Targeted Inhibition of Hepatocyte Growth Factor (HGF)/c-Met Signaling in Head and Neck Squamous Cell Carcinoma (HNSCC). Secreted by local tumor associated fibroblasts (TAFs), pro-HGF is cleaved by membrane bound matriptase, enabling the heterodimer ligand to bind both the alpha and beta chain of the c-Met receptor. Upon binding, c-Met undergoes autophosphorylation and recruits adaptor molecules growth-factor-receptor-bound protein 2 (Grb2) and Grb2-associated binder 1 (Gab1) which further recruit oncogenic proteins SH2 containing protein tyrosine phosphatase (SHP2), signal transducers and activators of transcription-3 (STAT3), Ras/Raf, and phosphoinositide 3-kinase (PI3K), initiating signaling cascades promoting proliferation, migration, invasion, and metastasis.
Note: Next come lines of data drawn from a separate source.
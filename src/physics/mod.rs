//! Rigid body physics on top of rapier, bound to scene nodes.
//!
//! [`PhysicsWorld`] owns the native rapier sets and the stepping pipeline and
//! hands out opaque handles; [`rigid_body::RigidBody`] is the binding between
//! one scene node and one native body. Shape factories fit collision geometry
//! to node bounds ([`create_box`](PhysicsWorld::create_box) and friends) or
//! build it from raster height data
//! ([`create_heightfield`](PhysicsWorld::create_heightfield)).

pub mod definition;
pub mod error;
pub mod heightfield;
pub mod rigid_body;
pub mod shape;

use crate::{
    log::Log,
    physics::{error::RigidBodyError, heightfield::HeightMap, rigid_body::RigidBody},
    scene::mesh::{Mesh, PrimitiveType},
};
use fxhash::FxHashMap;
use nalgebra::{DMatrix, Point3, Vector3};
use rapier3d::{
    dynamics::{
        CCDSolver, GenericJoint, ImpulseJointHandle, ImpulseJointSet, IntegrationParameters,
        IslandManager, MultibodyJointSet, RigidBody as NativeRigidBody, RigidBodyHandle,
        RigidBodySet,
    },
    geometry::{BroadPhase, Collider, ColliderHandle, ColliderSet, NarrowPhase, SharedShape},
    pipeline::PhysicsPipeline,
};

/// Physics world holding the native object sets and the stepping pipeline.
pub struct PhysicsWorld {
    pipeline: PhysicsPipeline,
    /// World gravity applied to every dynamic body without a gravity override.
    pub gravity: Vector3<f32>,
    /// Simulation parameters, `dt` included.
    pub integration_parameters: IntegrationParameters,
    broad_phase: BroadPhase,
    narrow_phase: NarrowPhase,
    ccd_solver: CCDSolver,
    islands: IslandManager,
    /// Set of native rigid bodies.
    pub bodies: RigidBodySet,
    /// Set of native colliders.
    pub colliders: ColliderSet,
    /// Set of native impulse joints backing constraints.
    pub joints: ImpulseJointSet,
    multibody_joints: MultibodyJointSet,
    // Per-body gravity replacements, applied as explicit forces each step.
    gravity_overrides: FxHashMap<RigidBodyHandle, Vector3<f32>>,
}

impl PhysicsWorld {
    pub fn new() -> Self {
        Self {
            pipeline: PhysicsPipeline::new(),
            gravity: Vector3::new(0.0, -9.81, 0.0),
            integration_parameters: IntegrationParameters::default(),
            broad_phase: BroadPhase::new(),
            narrow_phase: NarrowPhase::new(),
            ccd_solver: CCDSolver::new(),
            islands: IslandManager::new(),
            bodies: RigidBodySet::new(),
            colliders: ColliderSet::new(),
            joints: ImpulseJointSet::new(),
            multibody_joints: MultibodyJointSet::new(),
            gravity_overrides: FxHashMap::default(),
        }
    }

    /// Advances the simulation by one `integration_parameters.dt` tick.
    ///
    /// Forces and torques accumulated since the previous tick act for this
    /// single tick only and are cleared afterwards, so continuous pushes must
    /// be re-applied every frame.
    pub fn step(&mut self) {
        for (&handle, gravity) in self.gravity_overrides.iter() {
            if let Some(body) = self.bodies.get_mut(handle) {
                let force = gravity * body.mass();
                body.add_force(force, false);
            }
        }

        self.pipeline.step(
            &self.gravity,
            &self.integration_parameters,
            &mut self.islands,
            &mut self.broad_phase,
            &mut self.narrow_phase,
            &mut self.bodies,
            &mut self.colliders,
            &mut self.joints,
            &mut self.multibody_joints,
            &mut self.ccd_solver,
            None,
            &(),
            &(),
        );

        for (_, body) in self.bodies.iter_mut() {
            body.reset_forces(false);
            body.reset_torques(false);
        }
    }

    /// Registers a native body together with its collider and returns their
    /// handles.
    pub fn add_collision_object(
        &mut self,
        name: &str,
        body: NativeRigidBody,
        collider: Collider,
    ) -> (RigidBodyHandle, ColliderHandle) {
        let body_handle = self.bodies.insert(body);
        let collider_handle =
            self.colliders
                .insert_with_parent(collider, body_handle, &mut self.bodies);

        Log::info(format!("Native rigid body was created for node {name}"));

        (body_handle, collider_handle)
    }

    /// Removes a native body, its attached colliders and any joints that
    /// reference it.
    pub fn remove_collision_object(&mut self, body: RigidBodyHandle) {
        self.gravity_overrides.remove(&body);
        self.bodies.remove(
            body,
            &mut self.islands,
            &mut self.colliders,
            &mut self.joints,
            &mut self.multibody_joints,
            true,
        );
    }

    /// Box shape fitted to a world-space extent, scaled per-axis.
    pub fn create_box(
        &self,
        min: Vector3<f32>,
        max: Vector3<f32>,
        scale: Vector3<f32>,
    ) -> SharedShape {
        let half_extents = (max - min).abs().component_mul(&scale).scale(0.5);
        SharedShape::cuboid(half_extents.x, half_extents.y, half_extents.z)
    }

    /// Sphere shape; non-uniform node scale collapses to its greatest
    /// component.
    pub fn create_sphere(&self, radius: f32, scale: Vector3<f32>) -> SharedShape {
        let uniform_scale = scale.x.max(scale.y).max(scale.z);
        SharedShape::ball(radius * uniform_scale)
    }

    /// Static triangle mesh shape built from the node's geometry.
    pub fn create_mesh(
        &self,
        mesh: &Mesh,
        scale: Vector3<f32>,
    ) -> Result<SharedShape, RigidBodyError> {
        if mesh.primitive_type() != PrimitiveType::Triangles {
            return Err(RigidBodyError::UnsupportedPrimitive(mesh.primitive_type()));
        }
        if mesh.vertices().is_empty() || mesh.triangles().is_empty() {
            return Err(RigidBodyError::InvalidSource(
                "mesh has no triangle data".to_owned(),
            ));
        }

        let vertices = mesh
            .vertices()
            .iter()
            .map(|vertex| Point3::from(vertex.component_mul(&scale)))
            .collect::<Vec<_>>();

        Ok(SharedShape::trimesh(vertices, mesh.triangles().to_vec()))
    }

    /// Heightfield shape spanning one world unit per grid cell. Samples are
    /// recentered around the vertical midpoint of the source extent, which is
    /// where the native shape puts its local origin.
    pub fn create_heightfield(&self, map: &HeightMap) -> Result<SharedShape, RigidBodyError> {
        if map.width() < 2 || map.height() < 2 {
            return Err(RigidBodyError::InvalidSource(format!(
                "a heightfield needs at least two samples per axis, got {}x{}",
                map.width(),
                map.height()
            )));
        }

        let y_mid = map.max_height() - 0.5 * (map.max_height() - map.min_height());
        let heights = DMatrix::from_fn(
            map.height() as usize,
            map.width() as usize,
            |row, col| map.data()[row * map.width() as usize + col] - y_mid,
        );
        let scale = Vector3::new((map.width() - 1) as f32, 1.0, (map.height() - 1) as f32);

        Ok(SharedShape::heightfield(heights, scale))
    }

    /// Capsule shape along the local y axis. `height` is the full height,
    /// caps included; a capsule no taller than its diameter becomes a sphere.
    pub fn create_capsule(&self, radius: f32, height: f32) -> SharedShape {
        let half_height = ((height - 2.0 * radius) * 0.5).max(0.0);
        if half_height > 0.0 {
            SharedShape::capsule(
                Point3::new(0.0, -half_height, 0.0),
                Point3::new(0.0, half_height, 0.0),
                radius,
            )
        } else {
            SharedShape::ball(radius)
        }
    }

    /// Joins two bodies with a native joint and records the constraint on
    /// both. Fails on bodies whose shape cannot participate in constraints.
    pub fn create_constraint(
        &mut self,
        first: &mut RigidBody,
        second: &mut RigidBody,
        joint: impl Into<GenericJoint>,
    ) -> Result<ImpulseJointHandle, RigidBodyError> {
        if !first.supports_constraints() || !second.supports_constraints() {
            let error = RigidBodyError::UnsupportedOperation(
                "constraints are not supported by mesh and heightfield rigid bodies",
            );
            Log::warn(error.to_string());
            return Err(error);
        }

        let handle = self
            .joints
            .insert(first.native_handle(), second.native_handle(), joint, true);
        first.add_constraint(handle);
        second.add_constraint(handle);
        Ok(handle)
    }

    /// Removes a constraint created by [`create_constraint`](Self::create_constraint).
    pub fn destroy_constraint(
        &mut self,
        first: &mut RigidBody,
        second: &mut RigidBody,
        constraint: ImpulseJointHandle,
    ) {
        self.joints.remove(constraint, true);
        first.remove_constraint(constraint);
        second.remove_constraint(constraint);
    }
}

impl Default for PhysicsWorld {
    fn default() -> Self {
        Self::new()
    }
}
Inhibition of the pathway can be achieved through several strategies including anti-HGF monoclonal antibodies such as ficlatuzumab, the competitive HGF antagonist NK4, c-Met specific antibodies including onartuzumab, and c-Met tyrosine kinase inhibitors (TKIs) such as crizotinib. Italicized agents are in clinical development for HNSCC.